Angela: I agree completely. If they haven't been involved it's really, really difficult. But I think, I think what I'm perhaps inelegantly trying to say is that I don't think the trust comes from bringing someone along during the actual timeline. I think it has more to do with bringing someone along with the narrative.
Angela: I think if you have a really strong understanding of what the objective is, right? If everybody has shook hands and agrees on what the outcome is, it's much more important that the outcome be clear, that the assumptions and the edge cases and the ways in which it fails be transparently articulated
Angela: Than to demonstrate how the sausage is made.
Angela: Because I think, part of what I was saying in terms of this is all problem solving and it involves creative thinking is that it's really hard to demand a really interesting, novel finding on a cadence.
Angela: And sometimes you're going to go two weeks and you're still you know muckling through dirty data and deciding whether imputation makes sense or doesn't make sense, deciding whether leaving gaps and what defines an outlier, and you need more interviews with different people that aren't the original stakeholder.
Angela: So I think making sure that the process is well-documented and well-communicated is probably more important than the frequency of contact. Which isn't to say that isn't valuable or that doesn't also impart trust, but I think being really clear about what went into an analysis and how an analysis fails probably delivers more bang for buck.
Brian: Yeah. And I should say I'm not necessarily advocating like learning how the sausage is made step by step. I don't think any client you know or customer really wants to be that involved if it's not their core you know discipline unless they have a real control issue, which signifies a trust issue,
Brian: Which is something else.
Brian: But what you just said about defining what the outcome would be and also, like, "Well here's what it's not going to do." And do you talk, do you have some you know planning session, or some kind of discovery where you talk about these theoretical outliers and how, like, "Just to be clear, like when we do this, here's what it's not going to do. Here's what it's not going to answer. Here's how, here are the possible outlier situations that could occur." Do you kind of tease that out or have a session about this at some point, whether it's one time, or regardless of how many times, but there's some expectation about what might be coming at the end?
Brian: And I'm not talking about the final number, "67 is the number that came out." I'm not talking about the number, but the process that you go through and what it will and won't do, whatever the solution or insight is, is that part of the project process for you early on?
Angela: That's a really good point and yes, very much so. Yeah. So, that expectation management-
Angela: Is probably... we like to laugh that data science is 80% data cleaning and 20% analysis and sciencing.

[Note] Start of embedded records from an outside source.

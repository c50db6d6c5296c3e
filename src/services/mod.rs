pub mod classifier;
pub mod features;
pub mod indicators;
pub mod ledger;
pub mod predictor;
pub mod sqlite_store;

pub use classifier::{Classifier, RandomForestClassifier, TrainedModel};
pub use features::{build_features, FeatureRow, FeatureSet, FEATURE_NAMES};
pub use indicators::{compute_indicators, IndicatorEngine, IndicatorRow};
pub use ledger::PredictionLedger;
pub use predictor::{Prediction, Predictor};
pub use sqlite_store::SqliteStore;
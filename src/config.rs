use crate::services::classifier::ForestConfig;
use std::env;
use std::str::FromStr;
use std::time::Duration;

/// How the predictor lines up labels with feature rows when training.
#[derive(Debug, Clone, Copy, PartialEq, Eq, Default)]
pub enum TrainingMode {
    /// Fit every feature row against its own direction, including the row
    /// that is then scored.
    #[default]
    FullHistory,
    /// Fit row `i` against the direction of row `i + 1`; the scored row is
    /// never part of the training set.
    NextPeriod,
}

impl TrainingMode {
    /// Parse from string.
    pub fn from_str(s: &str) -> Option<Self> {
        match s.trim().to_lowercase().as_str() {
            "full_history" | "full" => Some(Self::FullHistory),
            "next_period" | "next" => Some(Self::NextPeriod),
            _ => None,
        }
    }

    pub fn name(&self) -> &'static str {
        match self {
            Self::FullHistory => "full_history",
            Self::NextPeriod => "next_period",
        }
    }
}

/// Application configuration.
#[derive(Debug, Clone)]
pub struct Config {
    /// SQLite file holding the prediction ledger.
    pub database_path: String,
    /// Range of history fetched per recommendation (e.g. "1y").
    pub history_period: String,
    /// Timeout for market data requests, in seconds.
    pub http_timeout_secs: u64,
    /// Label alignment used when training.
    pub training_mode: TrainingMode,
    /// Random forest hyperparameters.
    pub forest: ForestConfig,
}

impl Default for Config {
    fn default() -> Self {
        Self {
            database_path: "predictions.db".to_string(),
            history_period: "1y".to_string(),
            http_timeout_secs: 30,
            training_mode: TrainingMode::default(),
            forest: ForestConfig::default(),
        }
    }
}

fn parse_var<T: FromStr>(name: &str) -> Option<T> {
    env::var(name).ok().and_then(|v| v.trim().parse().ok())
}

impl Config {
    /// Load configuration from environment variables.
    pub fn from_env() -> Self {
        let defaults = Self::default();

        Self {
            database_path: env::var("DATABASE_PATH").unwrap_or(defaults.database_path),
            history_period: env::var("HISTORY_PERIOD").unwrap_or(defaults.history_period),
            http_timeout_secs: parse_var("HTTP_TIMEOUT_SECS").unwrap_or(defaults.http_timeout_secs),
            training_mode: env::var("TRAINING_MODE")
                .ok()
                .and_then(|v| TrainingMode::from_str(&v))
                .unwrap_or(defaults.training_mode),
            forest: ForestConfig {
                n_trees: parse_var("FOREST_TREES").unwrap_or(defaults.forest.n_trees),
                max_depth: parse_var("FOREST_MAX_DEPTH").or(defaults.forest.max_depth),
                min_samples_split: parse_var("FOREST_MIN_SAMPLES_SPLIT")
                    .unwrap_or(defaults.forest.min_samples_split),
                min_samples_leaf: parse_var("FOREST_MIN_SAMPLES_LEAF")
                    .unwrap_or(defaults.forest.min_samples_leaf),
                seed: parse_var("FOREST_SEED").unwrap_or(defaults.forest.seed),
                ..defaults.forest
            },
        }
    }

    pub fn http_timeout(&self) -> Duration {
        Duration::from_secs(self.http_timeout_secs)
    }
}

#[cfg(test)]
mod tests {
    use super::*;

    #[test]
    fn test_defaults() {
        let config = Config::default();
        assert_eq!(config.database_path, "predictions.db");
        assert_eq!(config.history_period, "1y");
        assert_eq!(config.http_timeout(), Duration::from_secs(30));
        assert_eq!(config.training_mode, TrainingMode::FullHistory);
        assert_eq!(config.forest.n_trees, 100);
    }

    #[test]
    fn test_training_mode_parse() {
        assert_eq!(TrainingMode::from_str("next_period"), Some(TrainingMode::NextPeriod));
        assert_eq!(TrainingMode::from_str(" FULL "), Some(TrainingMode::FullHistory));
        assert_eq!(TrainingMode::from_str("walk_forward"), None);
    }

    #[test]
    fn test_training_mode_name_roundtrip() {
        for mode in [TrainingMode::FullHistory, TrainingMode::NextPeriod] {
            assert_eq!(TrainingMode::from_str(mode.name()), Some(mode));
        }
    }
}
//! MACD (Moving Average Convergence Divergence).

use super::{Ema, Indicator};

/// MACD line and its signal line.
#[derive(Debug, Clone, PartialEq)]
pub struct MacdSeries {
    pub fast: Vec<f64>,
    pub slow: Vec<f64>,
    pub macd: Vec<f64>,
    pub signal: Vec<f64>,
}

/// MACD indicator.
///
/// - MACD Line = EMA(12) - EMA(26)
/// - Signal Line = EMA(9) of MACD Line
#[derive(Debug, Clone, Copy)]
pub struct Macd {
    fast_period: usize,
    slow_period: usize,
    signal_period: usize,
}

impl Default for Macd {
    fn default() -> Self {
        Self {
            fast_period: 12,
            slow_period: 26,
            signal_period: 9,
        }
    }
}

impl Macd {
    pub fn new(fast_period: usize, slow_period: usize, signal_period: usize) -> Self {
        Self {
            fast_period,
            slow_period,
            signal_period,
        }
    }

    pub fn series(&self, closes: &[f64]) -> MacdSeries {
        let fast = Ema::new(self.fast_period).series(closes);
        let slow = Ema::new(self.slow_period).series(closes);
        let macd: Vec<f64> = fast.iter().zip(&slow).map(|(f, s)| f - s).collect();
        let signal = Ema::new(self.signal_period).series(&macd);

        MacdSeries {
            fast,
            slow,
            macd,
            signal,
        }
    }
}

impl Indicator for Macd {
    fn lookback(&self) -> usize {
        0
    }
}
//! SQLite persistence for the prediction ledger.
//!
//! The store is opened once at startup and handed to the services that need
//! it. Each method scopes its own statement or transaction.

use crate::error::{AppError, Result};
use crate::types::{AccuracyStats, NewPrediction, PredictionRecord, StoreOutcome};
use chrono::NaiveDate;
use rusqlite::{params, Connection, OptionalExtension, Row, TransactionBehavior};
use std::path::Path;
use std::sync::{Mutex, MutexGuard};
use std::time::Duration;
use tracing::{debug, info};

const DATE_FORMAT: &str = "%Y-%m-%d";
const BUSY_TIMEOUT: Duration = Duration::from_secs(5);

/// Columns added after the first ledger layout. Older files gain them on open.
const ADDED_COLUMNS: [(&str, &str); 2] = [("price", "REAL"), ("volume", "REAL")];

/// SQLite store for prediction records.
pub struct SqliteStore {
    conn: Mutex<Connection>,
}

impl SqliteStore {
    /// Open (or create) the store at the given path and ensure its schema.
    pub fn open<P: AsRef<Path>>(path: P) -> Result<Self> {
        let conn = Connection::open(path.as_ref())?;
        // Other processes may hold the write lock briefly.
        conn.busy_timeout(BUSY_TIMEOUT)?;
        let store = Self {
            conn: Mutex::new(conn),
        };
        store.ensure_schema()?;
        info!("SQLite store opened at {}", path.as_ref().display());
        Ok(store)
    }

    /// Create an in-memory SQLite store (for testing).
    pub fn open_in_memory() -> Result<Self> {
        let conn = Connection::open_in_memory()?;
        let store = Self {
            conn: Mutex::new(conn),
        };
        store.ensure_schema()?;
        debug!("In-memory SQLite store initialized");
        Ok(store)
    }

    fn conn(&self) -> Result<MutexGuard<'_, Connection>> {
        self.conn
            .lock()
            .map_err(|_| AppError::Internal("SQLite connection lock poisoned".into()))
    }

    /// Create the predictions table and its lookup index if absent, and add
    /// any missing quote columns to a table from an older layout. Idempotent.
    pub fn ensure_schema(&self) -> Result<()> {
        let conn = self.conn()?;

        conn.execute(
            "CREATE TABLE IF NOT EXISTS predictions (
                id INTEGER PRIMARY KEY AUTOINCREMENT,
                symbol TEXT NOT NULL,
                date TEXT NOT NULL,
                predicted_direction TEXT NOT NULL,
                actual_direction INTEGER,
                correct INTEGER NOT NULL DEFAULT 0,
                price REAL,
                volume REAL
            )",
            [],
        )?;

        let columns = {
            let mut stmt = conn.prepare("PRAGMA table_info(predictions)")?;
            let names = stmt
                .query_map([], |row| row.get::<_, String>(1))?
                .collect::<std::result::Result<Vec<_>, _>>()?;
            names
        };
        for (column, sql_type) in ADDED_COLUMNS {
            if !columns.iter().any(|c| c == column) {
                conn.execute(
                    &format!("ALTER TABLE predictions ADD COLUMN {} {}", column, sql_type),
                    [],
                )?;
                info!("Added {} column to existing predictions table", column);
            }
        }

        conn.execute(
            "CREATE INDEX IF NOT EXISTS idx_predictions_symbol_date
             ON predictions(symbol, date)",
            [],
        )?;

        debug!("SQLite schema ensured");
        Ok(())
    }

    /// Insert `prediction` unless a row for its symbol and date already exists.
    ///
    /// The existence check and the insert share one immediate transaction, so
    /// two writers cannot both pass the check.
    pub fn insert_if_absent(&self, prediction: &NewPrediction) -> Result<StoreOutcome> {
        let mut conn = self.conn()?;
        let tx = conn.transaction_with_behavior(TransactionBehavior::Immediate)?;
        let date = prediction.date.format(DATE_FORMAT).to_string();

        let existing: Option<i64> = tx
            .query_row(
                "SELECT id FROM predictions WHERE symbol = ?1 AND date = ?2 LIMIT 1",
                params![prediction.symbol, date],
                |row| row.get(0),
            )
            .optional()?;

        if existing.is_some() {
            tx.commit()?;
            return Ok(StoreOutcome::Skipped);
        }

        tx.execute(
            "INSERT INTO predictions
             (symbol, date, predicted_direction, actual_direction, correct, price, volume)
             VALUES (?1, ?2, ?3, ?4, ?5, ?6, ?7)",
            params![
                prediction.symbol,
                date,
                prediction.recommendation.as_str(),
                prediction.actual_direction,
                prediction.correct(),
                prediction.price,
                prediction.volume,
            ],
        )?;
        let id = tx.last_insert_rowid();
        tx.commit()?;

        debug!("Stored prediction {} for {} on {}", id, prediction.symbol, date);
        Ok(StoreOutcome::Inserted(id))
    }

    /// Total and correct record counts for a symbol.
    pub fn accuracy_stats(&self, symbol: &str) -> Result<AccuracyStats> {
        let conn = self.conn()?;
        let stats = conn.query_row(
            "SELECT COUNT(*), COALESCE(SUM(correct), 0) FROM predictions WHERE symbol = ?1",
            params![symbol],
            |row| {
                Ok(AccuracyStats {
                    total: row.get(0)?,
                    correct: row.get(1)?,
                })
            },
        )?;
        Ok(stats)
    }

    /// Records for a symbol, most recent first.
    pub fn predictions(&self, symbol: &str, limit: usize) -> Result<Vec<PredictionRecord>> {
        let conn = self.conn()?;
        let mut stmt = conn.prepare(
            "SELECT id, symbol, date, predicted_direction, actual_direction,
                    COALESCE(correct, 0), price, volume
             FROM predictions
             WHERE symbol = ?1
             ORDER BY date DESC, id DESC
             LIMIT ?2",
        )?;

        let limit = i64::try_from(limit).unwrap_or(i64::MAX);
        let records = stmt
            .query_map(params![symbol, limit], parse_record)?
            .collect::<std::result::Result<Vec<_>, _>>()?;
        Ok(records)
    }

    /// Number of records for a symbol.
    pub fn prediction_count(&self, symbol: &str) -> Result<usize> {
        let conn = self.conn()?;
        let count: i64 = conn.query_row(
            "SELECT COUNT(*) FROM predictions WHERE symbol = ?1",
            params![symbol],
            |row| row.get(0),
        )?;
        Ok(count as usize)
    }

    /// Close the underlying connection.
    pub fn close(self) -> Result<()> {
        let conn = self
            .conn
            .into_inner()
            .map_err(|_| AppError::Internal("SQLite connection lock poisoned".into()))?;
        conn.close().map_err(|(_, e)| AppError::Database(e))?;
        info!("SQLite store closed");
        Ok(())
    }
}

fn parse_record(row: &Row<'_>) -> rusqlite::Result<PredictionRecord> {
    let date: String = row.get(2)?;
    let date = NaiveDate::parse_from_str(&date, DATE_FORMAT).map_err(|e| {
        rusqlite::Error::FromSqlConversionFailure(2, rusqlite::types::Type::Text, Box::new(e))
    })?;

    Ok(PredictionRecord {
        id: row.get(0)?,
        symbol: row.get(1)?,
        date,
        predicted_direction: row.get(3)?,
        actual_direction: row.get(4)?,
        correct: row.get(5)?,
        price: row.get(6)?,
        volume: row.get(7)?,
    })
}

Angela: I mean, well functioning teams don't have that. But even so, I think in a management capacity, I think like 60% of my payroll is expectation management.
Angela: It's not that I, I don't dislike bad news; I dislike surprises. And I think our stakeholders are the same way. They don't want to be surprised by a finding. And the way that you build trust is you minimize surprises.

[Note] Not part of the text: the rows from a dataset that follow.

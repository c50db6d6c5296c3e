pub mod bar;
pub mod prediction;

pub use bar::*;
pub use prediction::*;
pub mod paystack;
pub mod stripe;

pub use paystack::PaystackRedirectGateway;
pub use stripe::StripeDirectGateway;

use std::time::Duration;

use async_trait::async_trait;
use reqwest::Client;

use crate::error::PaymentError;
use crate::models::{Gateway, Payer, Plan, Term};
use crate::store::SubscriptionLedger;

/// Ephemeral context for one direct-charge attempt. Lives for the
/// duration of a single orchestration call and is never persisted.
#[derive(Debug, Clone)]
pub struct DirectChargeRequest {
    /// Amount in major currency units.
    pub amount: f64,
    /// Plan name, used as the provider-side charge description.
    pub plan_label: String,
    /// One-time payment token collected from the payer.
    pub token: String,
}

#[derive(Debug, Clone, PartialEq, Eq)]
pub struct ChargeReceipt {
    pub customer_id: String,
    pub charge_id: String,
}

/// key: charge-executor-direct -> server-side money movement
///
/// Implementations must create the provider-side customer first,
/// persist the resulting payment method through the ledger handed in,
/// and only then submit the charge. A charge failure after the method
/// was stored leaves the method behind; the subscription ledger itself
/// is never touched here.
#[async_trait]
pub trait DirectChargeExecutor: Send + Sync {
    async fn charge(
        &self,
        ledger: &dyn SubscriptionLedger,
        gateway: &Gateway,
        payer: &Payer,
        request: DirectChargeRequest,
    ) -> Result<ChargeReceipt, PaymentError>;
}

/// key: charge-executor-redirect -> hosted checkout handoff
///
/// Returns the provider's authorization URL. Never mutates the ledger;
/// the activation happens on the later confirmation callback.
#[async_trait]
pub trait RedirectInitiateExecutor: Send + Sync {
    async fn initiate(
        &self,
        gateway: &Gateway,
        payer: &Payer,
        plan: &Plan,
        term: Term,
        callback_url: &str,
    ) -> Result<String, PaymentError>;
}

pub(crate) fn provider_client(timeout: Duration) -> Client {
    Client::builder()
        .timeout(timeout)
        .build()
        .expect("client build")
}
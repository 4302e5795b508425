pub mod memory;
pub mod pg;

pub use memory::InMemoryStore;
pub use pg::PgStore;

use anyhow::Result;
use async_trait::async_trait;
use chrono::NaiveDate;

use crate::models::{
    Gateway, NewPaymentMethod, PaidActivation, Plan, ProviderKind, StoredPaymentMethod,
    WorkspaceSubscription,
};

/// key: billing-catalog -> plan resolution
#[async_trait]
pub trait PlanCatalog: Send + Sync {
    async fn plan(&self, plan_id: i64) -> Result<Option<Plan>>;
}

/// key: billing-gateway-registry -> configured providers
#[async_trait]
pub trait GatewayRegistry: Send + Sync {
    /// The single honored gateway of a provider kind, if one is active.
    async fn active_gateway(&self, provider: ProviderKind) -> Result<Option<Gateway>>;

    async fn active_gateways(&self) -> Result<Vec<Gateway>>;
}

/// key: billing-ledger -> transactional subscription state
///
/// Every mutation is one atomic write for its workspace;
/// last-writer-wins, no history is kept.
#[async_trait]
pub trait SubscriptionLedger: Send + Sync {
    /// Current state, or the implicit unsubscribed default for a
    /// workspace the ledger has never written.
    async fn subscription(&self, workspace_id: i64) -> Result<WorkspaceSubscription>;

    async fn activate(
        &self,
        workspace_id: i64,
        activation: &PaidActivation,
    ) -> Result<WorkspaceSubscription>;

    /// Free-plan activation: price drops to zero and the trial ends,
    /// but any previous term and renewal date are left as they were.
    async fn activate_free(
        &self,
        workspace_id: i64,
        plan_id: i64,
        start_date: NaiveDate,
    ) -> Result<WorkspaceSubscription>;

    /// Clears the subscribed flag and the plan reference only. Term,
    /// price and dates survive deactivation.
    async fn deactivate(&self, workspace_id: i64) -> Result<WorkspaceSubscription>;

    async fn store_payment_method(
        &self,
        method: NewPaymentMethod,
    ) -> Result<StoredPaymentMethod>;

    async fn payment_methods(&self, user_id: i64) -> Result<Vec<StoredPaymentMethod>>;
}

Angela: And that means if you're building somebody up to a counterintuitive result or finding,
Angela: Making sure that you're walking them through all of the steps, whether, you know, sometimes it does mean you have to go into the sausage making steps. Right?
Angela: Like for me, sometimes that does mean, "Here's where on the chip board this thing matters." Or, "Here's where on the particular line of code this thing matters.
Angela: This is where on the piece of information that we're analyzing, this is why this part is sensitive."
Angela: So sometimes it does go down to that level, not often, but I think, yes, you're right. It's much more about, and I think with tipping my hat to my marketing friends, that the adage goes that you need 10 touchpoints before somebody will remember. So the frequency definitely plays to that. It's definitely helpful if you get to tell somebody over and over how this analysis works, what it will and what it won't do, the fact that when you're doing a K-means clustering that you're imposing a particular number of clusters, and that that's an editorial choice.
Angela: And we get to choose what we want that to be.
Angela: Making sure those kinds of things are really explicit helps in making sure that the final number is a credible number that will actually inform, the last mile. Which is where it all, which is what matters.
Angela: Right? Like if we don't make that change, if we don't make that manufacturing change, or that coding change, what's the point of looking into the data?
Brian: Sure, sure. Do you ever simulate those findings? Let's say it's a domain or area in which you can predict just from experience a range of values, or what outcomes might come after you actually run it through the sausage maker. Do you ever tease this stuff out early with the stakeholders and say, "So if it's 69 and not 67, you said 67 is peak, but we think there's a chance it could be peak out," how are you going to react to that? Are you guys going to stop the project? Or are you going to do whatever?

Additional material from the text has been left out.